● What needs to be done:
Look through the listing below for the string "UserFileValidator". Show each line where it occurs.

● Dataset records:
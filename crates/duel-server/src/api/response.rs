//! API response types

use axum::{
    http::StatusCode,
    response::{IntoResponse, Response},
    Json,
};
use serde::{Deserialize, Serialize};

/// Body of every non-2xx response: `{"error": "..."}`
#[derive(Debug, Clone, PartialEq, Eq, Serialize, Deserialize)]
pub struct ErrorResponse {
    pub error: String,
}

impl ErrorResponse {
    pub fn new(error: impl Into<String>) -> Self {
        Self {
            error: error.into(),
        }
    }

    pub fn with_status(self, status: StatusCode) -> Response {
        (status, Json(self)).into_response()
    }
}

#[cfg(test)]
#[allow(clippy::unwrap_used)]
mod tests {
    use super::*;

    #[test]
    fn test_error_response_shape() {
        let value = serde_json::to_value(ErrorResponse::new("boom")).unwrap();
        assert_eq!(value, serde_json::json!({ "error": "boom" }));
    }

    #[test]
    fn test_with_status() {
        let response = ErrorResponse::new("nope").with_status(StatusCode::BAD_REQUEST);
        assert_eq!(response.status(), StatusCode::BAD_REQUEST);
    }
}
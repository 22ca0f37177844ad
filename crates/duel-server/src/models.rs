//! Read-side models shared by the store and the HTTP features

use serde::{Deserialize, Serialize};
use std::fmt;
use std::str::FromStr;

/// Platforms accepted by the engagement endpoint
///
/// `123` is a platform value that appears in the source data as a bare number.
#[derive(Debug, Clone, Copy, PartialEq, Eq, Hash, Serialize, Deserialize)]
pub enum Platform {
    Facebook,
    Instagram,
    TikTok,
    #[serde(rename = "123")]
    Numeric123,
}

impl Platform {
    pub const ALL: [Platform; 4] = [
        Platform::Facebook,
        Platform::Instagram,
        Platform::TikTok,
        Platform::Numeric123,
    ];

    /// Value stored in the `platform` column
    pub fn as_str(&self) -> &'static str {
        match self {
            Platform::Facebook => "Facebook",
            Platform::Instagram => "Instagram",
            Platform::TikTok => "TikTok",
            Platform::Numeric123 => "123",
        }
    }

    /// `"Facebook, Instagram, TikTok, 123"`
    pub fn list() -> String {
        Self::ALL
            .iter()
            .map(Platform::as_str)
            .collect::<Vec<_>>()
            .join(", ")
    }
}

impl fmt::Display for Platform {
    fn fmt(&self, f: &mut fmt::Formatter<'_>) -> fmt::Result {
        f.write_str(self.as_str())
    }
}

#[derive(Debug, Clone, PartialEq, Eq)]
pub struct UnknownPlatform(pub String);

impl FromStr for Platform {
    type Err = UnknownPlatform;

    /// Exact, case-sensitive match
    fn from_str(s: &str) -> Result<Self, Self::Err> {
        Self::ALL
            .into_iter()
            .find(|p| p.as_str() == s)
            .ok_or_else(|| UnknownPlatform(s.to_string()))
    }
}

/// Summed engagement for one platform
#[derive(Debug, Clone, Copy, Default, PartialEq, Eq, Serialize, Deserialize, sqlx::FromRow)]
pub struct EngagementTotals {
    pub likes: i64,
    pub comments: i64,
    pub shares: i64,
}

#[derive(Debug, Clone, PartialEq, Serialize, Deserialize, sqlx::FromRow)]
#[serde(rename_all = "camelCase")]
pub struct TopUser {
    pub name: Option<String>,
    pub email: Option<String>,
    pub instagram_handle: Option<String>,
    pub tiktok_handle: Option<String>,
    pub total_sales_attributed: Option<f64>,
}
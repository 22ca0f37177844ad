//! Per-file pipeline: read, repair, validate, sanitize, persist
//!
//! [`FileIngestor::process`] is the isolation boundary. Every failure is logged with
//! the file name and folded into a [`FileOutcome`]; nothing propagates to the caller.

use std::path::Path;
use std::sync::Arc;

use crate::error::IngestError;
use crate::models::UserFile;
use crate::repair::{parse_with_repair, ParseOutcome};
use crate::sanitize::sanitize;
use crate::schema::{normalize_whole_numbers, UserFileValidator, ValidationIssue};
use crate::store::RecordStore;

/// What happened to one input file
#[derive(Debug, Clone, Copy, PartialEq, Eq)]
pub enum FileOutcome {
    Inserted(ParseOutcome),
    ReadFailed,
    ParseFailed,
    ValidationFailed,
    StoreFailed,
}

impl FileOutcome {
    pub fn is_inserted(&self) -> bool {
        matches!(self, Self::Inserted(_))
    }
}

impl From<&IngestError> for FileOutcome {
    fn from(err: &IngestError) -> Self {
        match err {
            IngestError::Read { .. } => Self::ReadFailed,
            IngestError::Parse { .. } => Self::ParseFailed,
            IngestError::Validation { .. } => Self::ValidationFailed,
            IngestError::Store { .. } => Self::StoreFailed,
        }
    }
}

#[derive(Clone)]
pub struct FileIngestor {
    validator: Arc<UserFileValidator>,
    store: Arc<dyn RecordStore>,
}

impl FileIngestor {
    pub fn new(validator: Arc<UserFileValidator>, store: Arc<dyn RecordStore>) -> Self {
        Self { validator, store }
    }

    /// Run the pipeline for `path`, logging any failure
    pub async fn process(&self, path: &Path) -> FileOutcome {
        match self.ingest_path(path).await {
            Ok(outcome) => {
                tracing::debug!(file = %path.display(), "Imported file");
                FileOutcome::Inserted(outcome)
            },
            Err(err) => {
                log_failure(&err);
                FileOutcome::from(&err)
            },
        }
    }

    pub async fn ingest_path(&self, path: &Path) -> Result<ParseOutcome, IngestError> {
        let file = display_name(path);
        let raw = tokio::fs::read(path).await.map_err(|source| IngestError::Read {
            file: file.clone(),
            source,
        })?;

        self.ingest_bytes(&file, &raw).await
    }

    /// Run the pipeline over bytes already in memory, under the given file name
    pub async fn ingest_bytes(&self, file: &str, raw: &[u8]) -> Result<ParseOutcome, IngestError> {
        let parsed = parse_with_repair(raw).map_err(|source| IngestError::Parse {
            file: file.to_string(),
            source,
        })?;

        if parsed.outcome == ParseOutcome::Repaired {
            tracing::warn!(file, "Repaired malformed JSON by appending a closing brace");
        }

        let mut value = parsed.value;
        normalize_whole_numbers(&mut value);

        self.validator
            .validate(&value)
            .map_err(|issues| IngestError::Validation {
                file: file.to_string(),
                issues,
            })?;

        // Integers beyond i64 pass the schema but not the typed model.
        let user = UserFile::from_value(value).map_err(|e| IngestError::Validation {
            file: file.to_string(),
            issues: vec![ValidationIssue::new("", e.to_string())],
        })?;

        let record = sanitize(file, user);

        self.store
            .insert(&record)
            .await
            .map_err(|source| IngestError::Store {
                file: file.to_string(),
                source,
            })?;

        Ok(parsed.outcome)
    }
}

fn display_name(path: &Path) -> String {
    path.file_name()
        .map(|name| name.to_string_lossy().into_owned())
        .unwrap_or_else(|| path.display().to_string())
}

fn log_failure(err: &IngestError) {
    match err {
        IngestError::Validation { file, issues } => {
            for issue in issues {
                tracing::error!(
                    file = %file,
                    path = %issue.path,
                    message = %issue.message,
                    "Validation error"
                );
            }
            tracing::error!(file = %file, error = %err, "Rejected file");
        },
        _ => tracing::error!(file = %err.file(), error = %err, "Failed to import file"),
    }
}
//! Batch driver behaviour over real directories with an in-memory store

mod common;

use common::{config_for, valid_user, write_json, write_raw, RecordingStore};
use duel_ingest::{BatchDriver, BatchError, IngestConfig, UserFileValidator};
use serde_json::json;
use std::sync::atomic::Ordering;
use std::sync::Arc;

fn driver(config: IngestConfig, store: Arc<RecordingStore>) -> BatchDriver {
    BatchDriver::new(config, Arc::new(UserFileValidator::new().unwrap()), store)
}

#[tokio::test]
async fn test_one_unparseable_file_does_not_stop_the_batch() {
    let dir = tempfile::tempdir().unwrap();
    for i in 0..5 {
        write_json(dir.path(), &format!("user{i}.json"), &valid_user(&format!("u{i}")));
    }
    write_raw(dir.path(), "broken.json", "{\"user_id\": [[[");

    let store = Arc::new(RecordingStore::default());
    let summary = driver(config_for(dir.path()), store.clone()).run().await.unwrap();

    assert_eq!(summary.files_attempted, 6);
    assert_eq!(summary.inserted, 5);
    assert_eq!(summary.parse_failures, 1);
    assert_eq!(store.rows().len(), 5);
}

#[tokio::test]
async fn test_truncated_file_is_repaired_and_stored() {
    let dir = tempfile::tempdir().unwrap();
    let text = serde_json::to_string(&valid_user("cut")).unwrap();
    write_raw(dir.path(), "cut.json", &text[..text.len() - 1]);

    let store = Arc::new(RecordingStore::default());
    let summary = driver(config_for(dir.path()), store.clone()).run().await.unwrap();

    assert_eq!(summary.inserted, 1);
    assert_eq!(summary.repaired, 1);
    assert_eq!(store.rows()[0].user_id.as_deref(), Some("cut"));
}

#[tokio::test]
async fn test_invalid_and_rejected_files_are_counted_separately() {
    let dir = tempfile::tempdir().unwrap();
    write_json(dir.path(), "good.json", &valid_user("good"));
    write_json(dir.path(), "dupe.json", &valid_user("dupe"));

    let mut extra_key = valid_user("extra");
    extra_key["nickname"] = json!("Dal");
    write_json(dir.path(), "extra.json", &extra_key);

    let store = Arc::new(RecordingStore::rejecting(&["dupe.json"]));
    let summary = driver(config_for(dir.path()), store.clone()).run().await.unwrap();

    assert_eq!(summary.files_attempted, 3);
    assert_eq!(summary.inserted, 1);
    assert_eq!(summary.validation_failures, 1);
    assert_eq!(summary.store_failures, 1);
    assert_eq!(store.file_names(), vec!["good.json"]);
}

#[tokio::test]
async fn test_hidden_and_foreign_files_are_ignored() {
    let dir = tempfile::tempdir().unwrap();
    write_json(dir.path(), "user.json", &valid_user("u"));
    write_json(dir.path(), ".user.json", &valid_user("hidden"));
    write_raw(dir.path(), "README.md", "# exports");

    let store = Arc::new(RecordingStore::default());
    let summary = driver(config_for(dir.path()), store.clone()).run().await.unwrap();

    assert_eq!(summary.files_attempted, 1);
    assert_eq!(store.file_names(), vec!["user.json"]);
}

#[tokio::test]
async fn test_file_cap_limits_attempts() {
    let dir = tempfile::tempdir().unwrap();
    for i in 0..8 {
        write_json(dir.path(), &format!("{i}.json"), &valid_user(&i.to_string()));
    }

    let config = IngestConfig {
        max_files: 3,
        ..config_for(dir.path())
    };
    let store = Arc::new(RecordingStore::default());
    let summary = driver(config, store.clone()).run().await.unwrap();

    assert_eq!(summary.files_attempted, 3);
    assert_eq!(store.rows().len(), 3);
}

#[tokio::test]
async fn test_concurrent_run_keeps_counts_exact() {
    let dir = tempfile::tempdir().unwrap();
    for i in 0..20 {
        write_json(dir.path(), &format!("user{i}.json"), &valid_user(&i.to_string()));
    }
    write_raw(dir.path(), "bad.json", "not json at all");

    let config = IngestConfig {
        concurrency: 4,
        ..config_for(dir.path())
    };
    let store = Arc::new(RecordingStore::default());
    let summary = driver(config, store.clone()).run().await.unwrap();

    assert_eq!(summary.files_attempted, 21);
    assert_eq!(summary.inserted, 20);

    let mut names = store.file_names();
    names.dedup();
    assert_eq!(names.len(), 20);
}

#[tokio::test]
async fn test_schema_failure_is_fatal() {
    let dir = tempfile::tempdir().unwrap();
    write_json(dir.path(), "user.json", &valid_user("u"));

    let store = Arc::new(RecordingStore {
        fail_schema: true,
        ..RecordingStore::default()
    });
    let err = driver(config_for(dir.path()), store.clone()).run().await.unwrap_err();

    assert!(matches!(err, BatchError::Schema(_)));
    assert_eq!(store.schema_calls.load(Ordering::SeqCst), 1);
    assert!(store.rows().is_empty());
}

#[tokio::test]
async fn test_missing_input_directory_is_fatal() {
    let dir = tempfile::tempdir().unwrap();
    let store = Arc::new(RecordingStore::default());

    let err = driver(config_for(&dir.path().join("nope")), store)
        .run()
        .await
        .unwrap_err();
    assert!(matches!(err, BatchError::ListDir { .. }));
}

#[tokio::test]
async fn test_sanitized_row_reaches_the_store() {
    let dir = tempfile::tempdir().unwrap();
    let mut user = valid_user("placeholder");
    user["name"] = json!("???");
    user["email"] = json!("invalid-email");
    user["advocacy_programs"][0]["brand"] = json!(12345);
    user["advocacy_programs"][0]["total_sales_attributed"] = json!("no-data");
    user["advocacy_programs"][0]["tasks_completed"][0]["platform"] = json!(123);
    user["advocacy_programs"][0]["tasks_completed"][0]["reach"] = json!(-1000);
    write_json(dir.path(), "p.json", &user);

    let store = Arc::new(RecordingStore::default());
    driver(config_for(dir.path()), store.clone()).run().await.unwrap();

    let row = &store.rows()[0];
    assert_eq!(row.name, None);
    assert_eq!(row.email, None);
    assert_eq!(row.brand, "12345");
    assert_eq!(row.platform, "123");
    assert_eq!(row.total_sales_attributed, None);
    assert_eq!(row.reach, None);
    assert_eq!(row.shares, 15);
}
//! Duel Server Library
#![deny(clippy::unwrap_used, clippy::expect_used)]
//!
//! Read-only HTTP API over the advocacy records loaded by `duel-ingest`.
//!
//! # Endpoints
//!
//! - `GET /engagement?platform=...` - summed likes, comments and shares for one platform
//! - `GET /top-users` - the ten users with the highest attributed sales
//! - `GET /health` - database connectivity
//! - `GET /openapi.json` - OpenAPI 3.0 description of the above
//!
//! Handlers reach PostgreSQL only through [`db::UserStatsStore`].
//!
//! # Example
//!
//! ```no_run
//! use duel_common::db::{create_pool, DbConfig};
//! use duel_server::{api, config::Config};
//!
//! #[tokio::main]
//! async fn main() -> anyhow::Result<()> {
//!     let config = Config::load()?;
//!     let pool = create_pool(&DbConfig::from_env()?).await?;
//!     api::serve(config, pool).await?;
//!     Ok(())
//! }
//! ```

pub mod api;
pub mod config;
pub mod db;
pub mod features;
pub mod middleware;
pub mod models;

pub use features::FeatureState;
pub use models::{EngagementTotals, Platform, TopUser};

● Expected output:
use crate::schema::{normalize_whole_numbers, UserFileValidator, ValidationIssue};
    validator: Arc<UserFileValidator>,
    pub fn new(validator: Arc<UserFileValidator>, store: Arc<dyn RecordStore>) -> Self {
use duel_ingest::{BatchDriver, BatchError, IngestConfig, UserFileValidator};
    BatchDriver::new(config, Arc::new(UserFileValidator::new().unwrap()), store)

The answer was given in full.